Wednesday, March 2, 2016 - 9:00am
Senator Orrin Hatch

The Facts on the Senate Protecting the Integrity of the Supreme Court

 

Many questions have arisen about the Senate's constitutional authority in the confirmation process, especially during a presidential election year. 

 

As the longest-serving member and a former Chairman of the Senate Judiciary Committee, Senator Orrin Hatch has played a major role the confirmation of every Justice currently serving on the Supreme Court. His longstanding priority has always been to protect the integrity of the Supreme Court. 

 

Likewise, Senate Republicans are committed to protecting the Court against the political upheaval that inevitably occurs during presidential elections. Here are some facts to consider as you report on this issue. Please feel free to use me as a resource as you seek out more information as well.

 

 

Senate precedent is clear: Lame-duck presidents should not fill Supreme Court vacancies created during a presidential election.

 

Fact: The Senate has never allowed a term-limited President to fill a Supreme Court vacancy this late in his term. This is only the third vacancy in nearly a century to occur after the American people had already started voting for the next President. In the previous two instances, in 1956 and 1968, the Senate did not confirm a nominee until the year after the presidential election. In fact, the only time the Senate has ever confirmed a nominee to fill a Supreme Court vacancy created after voting began in a presidential election year was in 1916, and that vacancy arose in unique circumstances when Justice Charles Evans Hughes resigned his seat on the Court to run against incumbent President Woodrow Wilson. 
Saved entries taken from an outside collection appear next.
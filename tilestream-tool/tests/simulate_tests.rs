// SPDX-License-Identifier: MIT
// Copyright (c) 2026 ADNT Sarl <info@adnt.io>

//! End-to-end runs of the offline streaming path.

use tilestream_common::memory::Segment;
use tilestream_common::{BoundSlots, CubeId, LoadEvent};
use tilestream_tool::pack::{pack_groups, GroupSpec, Pack};
use tilestream_tool::simulate::{run, SimOptions};
use tilestream_tool::stage::{stage, Addressing, StageOptions};

fn packed() -> Pack {
    let specs = [(150, 10), (64, 20), (333, 30)]
        .iter()
        .enumerate()
        .map(|(i, &(len, num_tiles))| GroupSpec {
            data: (0..len).map(|b: usize| (b * 13 + i) as u8).collect(),
            num_tiles,
            ordinal: i as u16 + 1,
        })
        .collect::<Vec<_>>();
    pack_groups(&specs).unwrap()
}

fn expected(pack: &Pack) -> Vec<u8> {
    pack.groups
        .iter()
        .flat_map(|g| g.data(&pack.payload).to_vec())
        .collect()
}

fn sim_options(cube_mask: u32, drain_per_step: usize) -> SimOptions {
    SimOptions {
        cube_mask,
        drain_per_step,
        max_steps: 100_000,
        slots: BoundSlots::ALL,
    }
}

fn stage_options(addressing: Addressing) -> StageOptions {
    StageOptions {
        addressing,
        slots: BoundSlots::ALL,
        config_va: tilestream_common::memory::RAM_BASE,
    }
}

#[test]
fn test_two_cubes_receive_identical_streams() {
    let pack = packed();
    let addressing = Addressing::Virtual(Segment::Zero);
    let staged = stage(&pack.groups, &stage_options(addressing)).unwrap();

    let report = run(&pack.payload, 1, addressing, &staged, &sim_options(0b101, 16)).unwrap();

    let want = expected(&pack);
    assert_eq!(report.stream(CubeId::new(0).unwrap()), want.as_slice());
    assert_eq!(report.stream(CubeId::new(2).unwrap()), want.as_slice());
    assert!(report.stream(CubeId::new(1).unwrap()).is_empty());
    assert!(report.all_verified());
    assert_eq!(report.slot_tiles, [16 + 32 + 32, 0, 0, 0]);
}

#[test]
fn test_base_addresses_recorded_per_cube() {
    let pack = packed();
    let addressing = Addressing::Virtual(Segment::Zero);
    let staged = stage(&pack.groups, &stage_options(addressing)).unwrap();

    let report = run(&pack.payload, 1, addressing, &staged, &sim_options(0b11, 48)).unwrap();

    let bases: Vec<_> = report.base_addrs.iter().map(|per_cube| per_cube[1]).collect();
    assert_eq!(bases, vec![Some(0), Some(16), Some(48)]);
    assert_eq!(report.base_addrs[2][0], Some(48));

    let loaded: Vec<_> = report
        .events
        .iter()
        .filter_map(|e| match e {
            LoadEvent::GroupLoaded {
                cube, base_addr, ..
            } if cube.raw() == 1 => *base_addr,
            _ => None,
        })
        .collect();
    assert_eq!(loaded, vec![0, 16, 48]);
}

#[test]
fn test_remapped_volume_needs_no_segment() {
    let pack = packed();
    let addressing = Addressing::Remapped { handle: 3 };
    let staged = stage(&pack.groups, &stage_options(addressing)).unwrap();

    let report = run(&pack.payload, 3, addressing, &staged, &sim_options(0b1, 7)).unwrap();
    assert_eq!(report.stream(CubeId::new(0).unwrap()), expected(&pack).as_slice());
    assert!(report.all_verified());
}

#[test]
fn test_slow_drain_still_completes() {
    let pack = packed();
    let addressing = Addressing::Virtual(Segment::One);
    let staged = stage(&pack.groups, &stage_options(addressing)).unwrap();

    let fast = run(&pack.payload, 1, addressing, &staged, &sim_options(0b1, 64)).unwrap();
    let slow = run(&pack.payload, 1, addressing, &staged, &sim_options(0b1, 1)).unwrap();

    assert_eq!(fast.streams, slow.streams);
    assert!(slow.steps > fast.steps);
}

#[test]
fn test_corruption_is_reported_not_hidden() {
    let mut pack = packed();
    let addressing = Addressing::Virtual(Segment::Zero);
    let staged = stage(&pack.groups, &stage_options(addressing)).unwrap();
    let at = pack.groups[1].data_offset() as usize;
    pack.payload[at] ^= 0xFF;

    let report = run(&pack.payload, 1, addressing, &staged, &sim_options(0b1, 16)).unwrap();

    assert!(!report.all_verified());
    let verified: Vec<_> = report
        .events
        .iter()
        .filter_map(|e| match e {
            LoadEvent::GroupLoaded { verified, .. } => Some(*verified),
            _ => None,
        })
        .collect();
    assert_eq!(verified, vec![true, false, true]);
}

#[test]
fn test_bad_runs_are_refused() {
    let pack = packed();
    let addressing = Addressing::Virtual(Segment::Zero);
    let staged = stage(&pack.groups, &stage_options(addressing)).unwrap();

    assert!(run(&pack.payload, 1, addressing, &staged, &sim_options(0, 16)).is_err());
    assert!(run(&pack.payload, 1, addressing, &staged, &sim_options(0b1, 0)).is_err());
    assert!(run(&pack.payload, 0, addressing, &staged, &sim_options(0b1, 16)).is_err());

    let mut short = sim_options(0b1, 16);
    short.max_steps = 2;
    assert!(run(&pack.payload, 1, addressing, &staged, &short).is_err());

    let mut unbound = sim_options(0b1, 16);
    unbound.slots = BoundSlots::NONE;
    assert!(run(&pack.payload, 1, addressing, &staged, &unbound).is_err());
}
•    It has been nearly a century since a Supreme Court justice has been nominated and confirmed in an election year.

•    The Senate has never allowed a term-limited President to fill a Supreme Court vacancy this late in his term.

•    For example, Justice Anthony Kennedy—the most common example cited of a presidential election year confirmation (1988)— was nominated in November of 1987 to fill a vacancy that arose in June of that year. His nomination was only considered after Senate Democrats voted down President Reagan’s initial nominee, Robert Bork, and forced President Reagan’s second nominee, Douglas Ginsburg, to withdraw.

 

The Senate is doing its job under the Constitution by acting to defend the integrity of the Supreme Court

 

Fact: The Constitution gives the Senate authority to check the President’s power in the appointment process. While the Constitution gives the President formal authority to nominate a Supreme Court candidate, the Senate has the right to refuse its consent to any nominee.

•    In Article II, Section 2 of the Constitution there are two relevant paragraphs: the first gives the President authority to nominate judges, and the second paragraph gives the Senate the responsibility to advise and give or withhold consent—a crucial check against the President’s appointment power.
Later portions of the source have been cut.